Task goal - Search the entries below. Return every line that has "BadRequest" in it.
───
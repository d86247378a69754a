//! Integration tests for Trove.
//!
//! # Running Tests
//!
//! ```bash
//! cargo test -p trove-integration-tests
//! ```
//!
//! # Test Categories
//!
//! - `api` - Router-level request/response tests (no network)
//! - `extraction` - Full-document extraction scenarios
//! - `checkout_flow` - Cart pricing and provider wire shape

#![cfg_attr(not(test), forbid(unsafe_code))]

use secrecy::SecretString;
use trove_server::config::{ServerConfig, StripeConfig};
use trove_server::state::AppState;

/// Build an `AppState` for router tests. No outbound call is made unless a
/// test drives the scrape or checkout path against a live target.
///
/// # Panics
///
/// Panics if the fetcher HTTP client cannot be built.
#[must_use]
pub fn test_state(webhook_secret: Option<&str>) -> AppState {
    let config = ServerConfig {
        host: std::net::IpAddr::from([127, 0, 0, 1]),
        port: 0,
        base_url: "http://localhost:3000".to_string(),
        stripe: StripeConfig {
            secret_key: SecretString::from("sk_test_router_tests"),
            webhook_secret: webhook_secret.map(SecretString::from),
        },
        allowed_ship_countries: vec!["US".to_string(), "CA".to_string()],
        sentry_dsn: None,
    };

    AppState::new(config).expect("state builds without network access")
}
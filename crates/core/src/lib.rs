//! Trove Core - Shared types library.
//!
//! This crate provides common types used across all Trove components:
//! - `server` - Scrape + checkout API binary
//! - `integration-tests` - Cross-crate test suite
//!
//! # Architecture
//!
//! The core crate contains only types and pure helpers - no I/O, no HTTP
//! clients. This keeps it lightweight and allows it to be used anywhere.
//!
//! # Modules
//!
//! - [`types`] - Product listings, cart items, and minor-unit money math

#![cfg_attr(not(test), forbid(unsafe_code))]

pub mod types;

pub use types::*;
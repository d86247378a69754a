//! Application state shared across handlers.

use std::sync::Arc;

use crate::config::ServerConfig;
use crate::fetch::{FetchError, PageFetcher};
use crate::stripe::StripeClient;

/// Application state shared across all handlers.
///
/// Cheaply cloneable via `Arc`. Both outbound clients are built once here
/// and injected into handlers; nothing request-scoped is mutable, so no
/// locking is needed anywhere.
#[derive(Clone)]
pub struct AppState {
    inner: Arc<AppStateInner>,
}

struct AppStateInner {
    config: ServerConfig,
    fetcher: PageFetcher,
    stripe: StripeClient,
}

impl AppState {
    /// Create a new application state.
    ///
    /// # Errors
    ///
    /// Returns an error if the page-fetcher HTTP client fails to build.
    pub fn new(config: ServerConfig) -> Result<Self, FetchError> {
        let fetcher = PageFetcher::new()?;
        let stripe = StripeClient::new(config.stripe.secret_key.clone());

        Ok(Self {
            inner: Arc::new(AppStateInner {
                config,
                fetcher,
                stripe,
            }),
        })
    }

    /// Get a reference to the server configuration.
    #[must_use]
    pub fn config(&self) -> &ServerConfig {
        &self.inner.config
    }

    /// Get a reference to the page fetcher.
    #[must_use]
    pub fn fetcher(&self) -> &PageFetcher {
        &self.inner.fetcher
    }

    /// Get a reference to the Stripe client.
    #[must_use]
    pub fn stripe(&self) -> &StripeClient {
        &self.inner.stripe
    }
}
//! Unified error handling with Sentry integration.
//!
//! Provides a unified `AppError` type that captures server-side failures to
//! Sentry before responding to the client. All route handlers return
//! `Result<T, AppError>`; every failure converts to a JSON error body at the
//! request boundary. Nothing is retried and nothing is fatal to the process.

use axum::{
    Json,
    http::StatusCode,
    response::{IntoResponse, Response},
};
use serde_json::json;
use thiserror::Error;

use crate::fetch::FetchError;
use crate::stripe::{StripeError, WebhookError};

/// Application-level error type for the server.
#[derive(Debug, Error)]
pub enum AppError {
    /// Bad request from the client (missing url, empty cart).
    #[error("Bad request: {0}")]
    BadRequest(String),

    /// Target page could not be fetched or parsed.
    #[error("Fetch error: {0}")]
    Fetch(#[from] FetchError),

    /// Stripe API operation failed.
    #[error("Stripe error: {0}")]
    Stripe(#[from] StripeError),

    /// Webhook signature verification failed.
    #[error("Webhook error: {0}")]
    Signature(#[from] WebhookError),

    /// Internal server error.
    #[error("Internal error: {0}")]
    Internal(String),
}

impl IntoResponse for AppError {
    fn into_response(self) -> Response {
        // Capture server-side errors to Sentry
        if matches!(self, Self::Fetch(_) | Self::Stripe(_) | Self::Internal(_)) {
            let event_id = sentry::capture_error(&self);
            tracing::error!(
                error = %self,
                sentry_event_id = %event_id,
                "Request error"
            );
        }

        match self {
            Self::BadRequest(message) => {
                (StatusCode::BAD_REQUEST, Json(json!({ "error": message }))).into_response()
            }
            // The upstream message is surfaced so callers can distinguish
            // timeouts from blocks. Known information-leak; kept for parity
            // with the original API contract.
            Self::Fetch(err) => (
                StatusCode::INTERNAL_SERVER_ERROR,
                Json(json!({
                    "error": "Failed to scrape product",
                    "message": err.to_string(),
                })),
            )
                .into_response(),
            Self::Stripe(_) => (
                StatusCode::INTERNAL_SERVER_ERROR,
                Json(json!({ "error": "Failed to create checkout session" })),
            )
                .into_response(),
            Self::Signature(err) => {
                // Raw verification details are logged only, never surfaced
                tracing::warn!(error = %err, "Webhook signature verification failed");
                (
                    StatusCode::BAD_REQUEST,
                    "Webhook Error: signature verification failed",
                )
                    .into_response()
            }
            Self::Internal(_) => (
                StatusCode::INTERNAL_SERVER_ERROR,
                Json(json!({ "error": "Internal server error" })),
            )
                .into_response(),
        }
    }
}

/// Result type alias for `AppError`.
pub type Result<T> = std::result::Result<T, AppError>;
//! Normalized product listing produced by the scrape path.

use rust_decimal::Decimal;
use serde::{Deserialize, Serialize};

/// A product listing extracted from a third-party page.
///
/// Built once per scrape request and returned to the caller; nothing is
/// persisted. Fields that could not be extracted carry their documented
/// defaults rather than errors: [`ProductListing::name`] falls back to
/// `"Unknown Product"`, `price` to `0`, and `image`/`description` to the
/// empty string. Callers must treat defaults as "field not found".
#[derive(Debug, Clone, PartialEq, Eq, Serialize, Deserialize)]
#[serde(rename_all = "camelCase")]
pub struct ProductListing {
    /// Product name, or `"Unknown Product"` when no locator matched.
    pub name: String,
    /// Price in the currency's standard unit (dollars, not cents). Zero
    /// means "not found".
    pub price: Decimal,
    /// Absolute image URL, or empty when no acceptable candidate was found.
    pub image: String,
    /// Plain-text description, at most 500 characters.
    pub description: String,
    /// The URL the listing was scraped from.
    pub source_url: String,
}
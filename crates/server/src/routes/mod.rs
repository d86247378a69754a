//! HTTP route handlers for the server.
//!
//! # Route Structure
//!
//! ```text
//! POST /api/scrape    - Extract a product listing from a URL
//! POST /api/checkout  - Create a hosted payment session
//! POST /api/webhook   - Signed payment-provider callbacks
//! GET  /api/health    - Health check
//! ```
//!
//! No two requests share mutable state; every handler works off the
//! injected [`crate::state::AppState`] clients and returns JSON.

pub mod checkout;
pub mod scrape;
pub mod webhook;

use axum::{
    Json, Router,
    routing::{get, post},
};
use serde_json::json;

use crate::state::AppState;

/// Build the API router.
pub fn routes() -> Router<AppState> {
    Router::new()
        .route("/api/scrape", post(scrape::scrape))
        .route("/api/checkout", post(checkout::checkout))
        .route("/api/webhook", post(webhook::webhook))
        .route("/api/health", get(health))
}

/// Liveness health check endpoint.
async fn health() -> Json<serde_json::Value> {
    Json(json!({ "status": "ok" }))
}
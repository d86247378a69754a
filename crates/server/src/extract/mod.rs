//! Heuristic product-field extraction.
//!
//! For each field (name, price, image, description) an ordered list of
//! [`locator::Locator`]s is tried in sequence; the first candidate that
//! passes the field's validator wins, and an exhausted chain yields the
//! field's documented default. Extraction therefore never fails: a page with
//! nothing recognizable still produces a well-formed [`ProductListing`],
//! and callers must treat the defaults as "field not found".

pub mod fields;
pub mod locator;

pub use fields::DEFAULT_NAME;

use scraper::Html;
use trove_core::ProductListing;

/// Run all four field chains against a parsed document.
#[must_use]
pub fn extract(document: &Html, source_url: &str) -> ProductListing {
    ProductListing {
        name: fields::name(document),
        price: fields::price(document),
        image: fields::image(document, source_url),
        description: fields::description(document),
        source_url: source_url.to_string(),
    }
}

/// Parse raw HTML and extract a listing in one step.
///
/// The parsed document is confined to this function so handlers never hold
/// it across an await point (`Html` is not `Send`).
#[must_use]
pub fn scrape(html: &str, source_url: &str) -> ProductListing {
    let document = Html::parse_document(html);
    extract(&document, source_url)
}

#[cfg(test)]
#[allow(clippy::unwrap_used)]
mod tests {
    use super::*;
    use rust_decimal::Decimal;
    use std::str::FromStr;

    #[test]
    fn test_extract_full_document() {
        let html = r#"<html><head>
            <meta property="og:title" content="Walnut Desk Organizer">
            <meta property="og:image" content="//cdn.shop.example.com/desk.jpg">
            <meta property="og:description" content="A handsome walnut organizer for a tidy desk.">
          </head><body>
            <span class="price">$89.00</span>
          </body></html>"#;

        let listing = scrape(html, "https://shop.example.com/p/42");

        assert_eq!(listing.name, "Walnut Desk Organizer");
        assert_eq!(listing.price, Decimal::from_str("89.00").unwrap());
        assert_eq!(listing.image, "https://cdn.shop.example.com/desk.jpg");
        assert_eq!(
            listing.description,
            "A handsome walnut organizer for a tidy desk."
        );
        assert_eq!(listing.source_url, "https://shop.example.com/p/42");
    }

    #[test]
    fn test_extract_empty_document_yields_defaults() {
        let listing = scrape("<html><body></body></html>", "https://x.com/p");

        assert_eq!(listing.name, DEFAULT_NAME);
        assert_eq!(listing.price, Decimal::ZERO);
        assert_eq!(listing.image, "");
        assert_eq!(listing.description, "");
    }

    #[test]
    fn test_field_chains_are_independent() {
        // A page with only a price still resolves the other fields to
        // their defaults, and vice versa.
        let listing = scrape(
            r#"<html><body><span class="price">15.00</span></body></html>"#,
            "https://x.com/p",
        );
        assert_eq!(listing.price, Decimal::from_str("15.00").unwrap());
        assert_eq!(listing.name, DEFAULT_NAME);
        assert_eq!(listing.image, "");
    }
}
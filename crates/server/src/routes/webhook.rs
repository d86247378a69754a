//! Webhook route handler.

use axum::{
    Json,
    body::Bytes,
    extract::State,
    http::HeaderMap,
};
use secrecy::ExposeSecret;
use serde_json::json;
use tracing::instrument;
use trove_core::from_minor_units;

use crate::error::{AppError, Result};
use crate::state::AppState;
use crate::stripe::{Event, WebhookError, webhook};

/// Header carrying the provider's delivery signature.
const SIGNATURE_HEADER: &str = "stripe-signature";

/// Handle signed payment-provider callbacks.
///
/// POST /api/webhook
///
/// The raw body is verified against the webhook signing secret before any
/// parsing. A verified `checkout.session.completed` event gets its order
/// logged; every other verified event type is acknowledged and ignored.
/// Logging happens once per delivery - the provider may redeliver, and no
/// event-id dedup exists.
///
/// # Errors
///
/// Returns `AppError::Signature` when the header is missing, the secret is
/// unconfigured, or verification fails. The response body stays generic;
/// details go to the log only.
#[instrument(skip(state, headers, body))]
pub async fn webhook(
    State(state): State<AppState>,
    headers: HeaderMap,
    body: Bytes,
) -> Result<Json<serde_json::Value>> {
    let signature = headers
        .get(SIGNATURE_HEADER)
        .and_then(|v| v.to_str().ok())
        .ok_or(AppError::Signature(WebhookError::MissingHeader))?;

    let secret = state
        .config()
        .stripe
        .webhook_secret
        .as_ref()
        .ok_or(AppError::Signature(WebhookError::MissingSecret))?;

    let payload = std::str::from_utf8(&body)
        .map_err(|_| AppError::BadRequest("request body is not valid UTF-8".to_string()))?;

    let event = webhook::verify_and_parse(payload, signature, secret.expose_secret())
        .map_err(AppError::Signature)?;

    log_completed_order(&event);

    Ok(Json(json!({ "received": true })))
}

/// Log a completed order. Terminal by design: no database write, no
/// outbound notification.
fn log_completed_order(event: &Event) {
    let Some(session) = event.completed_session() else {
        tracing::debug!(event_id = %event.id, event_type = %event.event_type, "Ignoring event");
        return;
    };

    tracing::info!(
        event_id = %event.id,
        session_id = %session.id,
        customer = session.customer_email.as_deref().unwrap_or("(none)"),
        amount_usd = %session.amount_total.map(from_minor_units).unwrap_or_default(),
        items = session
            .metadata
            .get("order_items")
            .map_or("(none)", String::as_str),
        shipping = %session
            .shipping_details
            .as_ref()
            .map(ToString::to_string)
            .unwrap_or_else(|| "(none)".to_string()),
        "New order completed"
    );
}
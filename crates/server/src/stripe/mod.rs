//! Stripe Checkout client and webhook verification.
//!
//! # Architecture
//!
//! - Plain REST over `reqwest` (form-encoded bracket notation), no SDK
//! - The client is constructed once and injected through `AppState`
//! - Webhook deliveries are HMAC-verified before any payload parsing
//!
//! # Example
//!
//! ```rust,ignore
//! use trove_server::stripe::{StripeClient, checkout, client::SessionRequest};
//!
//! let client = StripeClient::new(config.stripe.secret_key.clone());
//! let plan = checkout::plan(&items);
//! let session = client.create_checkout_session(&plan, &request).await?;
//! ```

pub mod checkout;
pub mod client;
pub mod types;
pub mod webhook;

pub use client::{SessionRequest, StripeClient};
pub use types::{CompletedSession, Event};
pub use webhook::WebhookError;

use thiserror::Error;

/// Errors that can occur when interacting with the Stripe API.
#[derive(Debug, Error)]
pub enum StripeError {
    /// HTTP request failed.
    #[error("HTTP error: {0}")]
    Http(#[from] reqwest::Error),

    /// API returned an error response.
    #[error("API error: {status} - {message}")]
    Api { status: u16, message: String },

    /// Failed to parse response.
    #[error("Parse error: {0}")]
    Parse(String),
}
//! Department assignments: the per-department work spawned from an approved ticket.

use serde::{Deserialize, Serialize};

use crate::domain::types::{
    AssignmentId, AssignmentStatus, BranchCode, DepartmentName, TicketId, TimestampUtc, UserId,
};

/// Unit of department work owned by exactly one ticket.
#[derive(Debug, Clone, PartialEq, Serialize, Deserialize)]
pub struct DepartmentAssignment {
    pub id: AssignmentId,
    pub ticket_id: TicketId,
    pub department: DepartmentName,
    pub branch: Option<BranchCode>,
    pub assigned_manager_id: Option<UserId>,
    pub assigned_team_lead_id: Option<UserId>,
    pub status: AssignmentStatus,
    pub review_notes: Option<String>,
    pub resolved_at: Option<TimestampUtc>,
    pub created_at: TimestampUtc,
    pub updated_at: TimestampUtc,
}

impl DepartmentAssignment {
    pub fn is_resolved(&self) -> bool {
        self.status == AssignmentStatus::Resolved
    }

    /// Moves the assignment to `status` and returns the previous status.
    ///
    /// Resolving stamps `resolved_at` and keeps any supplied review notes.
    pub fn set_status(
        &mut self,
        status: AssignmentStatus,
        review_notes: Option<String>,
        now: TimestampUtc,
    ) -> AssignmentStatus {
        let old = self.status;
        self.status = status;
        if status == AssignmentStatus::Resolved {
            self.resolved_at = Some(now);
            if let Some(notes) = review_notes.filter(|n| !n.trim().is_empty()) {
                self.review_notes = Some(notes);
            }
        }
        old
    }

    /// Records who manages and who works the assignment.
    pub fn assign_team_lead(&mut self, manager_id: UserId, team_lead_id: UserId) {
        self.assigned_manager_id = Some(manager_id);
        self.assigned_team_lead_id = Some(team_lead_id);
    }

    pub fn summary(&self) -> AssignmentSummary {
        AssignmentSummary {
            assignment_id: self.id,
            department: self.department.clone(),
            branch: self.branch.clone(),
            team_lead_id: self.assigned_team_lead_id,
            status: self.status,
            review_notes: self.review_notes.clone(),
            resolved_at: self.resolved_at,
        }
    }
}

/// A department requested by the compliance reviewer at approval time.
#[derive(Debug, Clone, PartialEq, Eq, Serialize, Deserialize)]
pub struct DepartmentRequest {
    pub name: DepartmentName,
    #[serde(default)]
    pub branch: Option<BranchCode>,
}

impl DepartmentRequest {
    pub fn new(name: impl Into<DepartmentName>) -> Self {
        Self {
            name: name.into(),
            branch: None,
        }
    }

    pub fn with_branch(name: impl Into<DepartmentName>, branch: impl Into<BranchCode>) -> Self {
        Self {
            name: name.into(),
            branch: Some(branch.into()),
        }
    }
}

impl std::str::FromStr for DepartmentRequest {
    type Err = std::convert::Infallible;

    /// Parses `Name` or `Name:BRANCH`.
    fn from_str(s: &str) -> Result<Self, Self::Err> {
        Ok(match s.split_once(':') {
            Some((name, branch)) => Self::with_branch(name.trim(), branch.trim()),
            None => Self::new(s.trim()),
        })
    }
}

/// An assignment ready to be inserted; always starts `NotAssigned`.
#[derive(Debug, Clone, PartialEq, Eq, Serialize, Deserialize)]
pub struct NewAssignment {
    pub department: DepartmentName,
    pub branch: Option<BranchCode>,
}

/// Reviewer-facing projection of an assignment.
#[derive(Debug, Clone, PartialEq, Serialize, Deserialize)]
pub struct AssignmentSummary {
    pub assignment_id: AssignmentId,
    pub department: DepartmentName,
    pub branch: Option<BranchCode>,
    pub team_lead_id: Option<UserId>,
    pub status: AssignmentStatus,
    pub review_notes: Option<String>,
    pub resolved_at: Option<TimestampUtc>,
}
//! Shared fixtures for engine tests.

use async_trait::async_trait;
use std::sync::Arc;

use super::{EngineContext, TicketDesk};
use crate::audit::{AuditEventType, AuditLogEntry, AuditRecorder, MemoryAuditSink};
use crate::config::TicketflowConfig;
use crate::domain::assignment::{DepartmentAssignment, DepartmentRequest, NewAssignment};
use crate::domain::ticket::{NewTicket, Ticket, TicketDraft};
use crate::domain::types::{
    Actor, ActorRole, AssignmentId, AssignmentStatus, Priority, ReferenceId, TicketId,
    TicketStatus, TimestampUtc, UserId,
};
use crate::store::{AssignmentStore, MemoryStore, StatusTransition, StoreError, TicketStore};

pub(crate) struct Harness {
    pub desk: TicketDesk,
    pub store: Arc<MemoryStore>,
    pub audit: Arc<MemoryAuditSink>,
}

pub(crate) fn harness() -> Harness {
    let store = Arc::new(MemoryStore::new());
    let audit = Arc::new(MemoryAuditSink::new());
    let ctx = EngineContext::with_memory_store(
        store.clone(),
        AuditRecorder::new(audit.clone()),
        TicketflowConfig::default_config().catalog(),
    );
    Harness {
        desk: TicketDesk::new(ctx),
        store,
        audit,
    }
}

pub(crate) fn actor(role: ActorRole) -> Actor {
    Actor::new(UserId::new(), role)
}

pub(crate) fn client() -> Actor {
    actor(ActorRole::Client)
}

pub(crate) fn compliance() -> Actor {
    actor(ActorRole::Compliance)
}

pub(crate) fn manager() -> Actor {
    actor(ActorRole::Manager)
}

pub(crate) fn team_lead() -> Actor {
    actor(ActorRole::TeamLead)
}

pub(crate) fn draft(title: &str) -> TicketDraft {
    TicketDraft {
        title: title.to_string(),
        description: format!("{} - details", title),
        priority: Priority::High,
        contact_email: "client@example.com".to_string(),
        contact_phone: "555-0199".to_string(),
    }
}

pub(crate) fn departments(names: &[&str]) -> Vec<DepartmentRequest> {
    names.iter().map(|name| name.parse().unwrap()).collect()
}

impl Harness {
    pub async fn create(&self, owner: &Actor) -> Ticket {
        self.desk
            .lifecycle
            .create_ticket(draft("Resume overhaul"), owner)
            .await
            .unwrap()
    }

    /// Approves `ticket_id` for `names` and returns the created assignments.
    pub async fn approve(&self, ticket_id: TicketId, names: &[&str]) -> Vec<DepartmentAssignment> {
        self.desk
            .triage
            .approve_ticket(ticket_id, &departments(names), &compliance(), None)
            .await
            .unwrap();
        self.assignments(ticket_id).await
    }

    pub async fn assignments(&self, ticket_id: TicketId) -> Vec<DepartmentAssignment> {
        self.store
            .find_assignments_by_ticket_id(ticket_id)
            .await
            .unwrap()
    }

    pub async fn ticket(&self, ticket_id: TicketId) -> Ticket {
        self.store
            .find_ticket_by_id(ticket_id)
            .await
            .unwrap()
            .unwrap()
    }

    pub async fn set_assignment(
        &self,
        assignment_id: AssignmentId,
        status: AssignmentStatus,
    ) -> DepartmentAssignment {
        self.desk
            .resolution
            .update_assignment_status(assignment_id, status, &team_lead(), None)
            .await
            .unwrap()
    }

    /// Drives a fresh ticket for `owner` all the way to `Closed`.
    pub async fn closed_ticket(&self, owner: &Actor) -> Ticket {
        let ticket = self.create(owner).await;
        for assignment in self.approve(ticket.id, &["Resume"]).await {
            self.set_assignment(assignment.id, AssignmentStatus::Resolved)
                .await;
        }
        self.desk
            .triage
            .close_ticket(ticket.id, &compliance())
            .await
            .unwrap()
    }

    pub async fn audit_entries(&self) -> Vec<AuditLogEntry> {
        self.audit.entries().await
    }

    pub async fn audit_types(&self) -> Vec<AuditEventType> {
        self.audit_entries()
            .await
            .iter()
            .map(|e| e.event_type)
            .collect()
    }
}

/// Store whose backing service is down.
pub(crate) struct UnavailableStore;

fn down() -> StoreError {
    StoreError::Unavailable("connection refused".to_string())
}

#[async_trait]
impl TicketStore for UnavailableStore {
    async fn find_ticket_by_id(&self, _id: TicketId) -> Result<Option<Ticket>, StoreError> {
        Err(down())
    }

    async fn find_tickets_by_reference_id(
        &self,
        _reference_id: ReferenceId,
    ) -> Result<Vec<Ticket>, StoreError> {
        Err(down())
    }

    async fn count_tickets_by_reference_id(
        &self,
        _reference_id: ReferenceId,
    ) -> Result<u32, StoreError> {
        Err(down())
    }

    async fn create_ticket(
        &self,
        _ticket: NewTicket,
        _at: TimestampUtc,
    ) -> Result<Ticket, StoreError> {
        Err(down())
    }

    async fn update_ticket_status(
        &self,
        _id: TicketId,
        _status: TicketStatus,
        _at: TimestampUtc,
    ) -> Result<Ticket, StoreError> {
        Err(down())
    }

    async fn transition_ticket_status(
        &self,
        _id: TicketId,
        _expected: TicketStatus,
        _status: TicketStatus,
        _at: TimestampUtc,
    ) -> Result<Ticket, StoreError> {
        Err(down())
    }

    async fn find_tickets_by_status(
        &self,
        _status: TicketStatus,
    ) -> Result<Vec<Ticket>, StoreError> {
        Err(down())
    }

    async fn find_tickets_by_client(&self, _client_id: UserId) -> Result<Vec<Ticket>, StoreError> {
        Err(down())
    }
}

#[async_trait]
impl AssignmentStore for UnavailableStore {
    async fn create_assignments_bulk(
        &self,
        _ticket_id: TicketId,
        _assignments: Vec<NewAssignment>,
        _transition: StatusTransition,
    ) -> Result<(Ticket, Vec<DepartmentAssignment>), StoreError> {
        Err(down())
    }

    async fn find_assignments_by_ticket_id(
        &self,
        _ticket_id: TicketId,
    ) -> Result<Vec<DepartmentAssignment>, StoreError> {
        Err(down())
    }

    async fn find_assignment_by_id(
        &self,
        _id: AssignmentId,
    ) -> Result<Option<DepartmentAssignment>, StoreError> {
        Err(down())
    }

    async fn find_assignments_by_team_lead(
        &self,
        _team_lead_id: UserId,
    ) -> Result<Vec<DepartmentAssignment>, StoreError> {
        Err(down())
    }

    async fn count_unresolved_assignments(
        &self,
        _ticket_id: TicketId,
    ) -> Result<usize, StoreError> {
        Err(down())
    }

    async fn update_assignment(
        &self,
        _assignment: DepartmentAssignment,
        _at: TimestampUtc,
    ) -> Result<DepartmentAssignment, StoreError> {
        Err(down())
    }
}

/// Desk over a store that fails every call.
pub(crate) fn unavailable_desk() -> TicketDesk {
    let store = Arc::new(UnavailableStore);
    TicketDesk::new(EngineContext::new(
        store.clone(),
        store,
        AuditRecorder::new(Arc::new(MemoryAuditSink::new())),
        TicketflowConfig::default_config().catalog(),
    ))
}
───
Task answer -
    BadRequest(String),
            Self::BadRequest(message) => {
        .map_err(|_| AppError::BadRequest("request body is not valid UTF-8".to_string()))?;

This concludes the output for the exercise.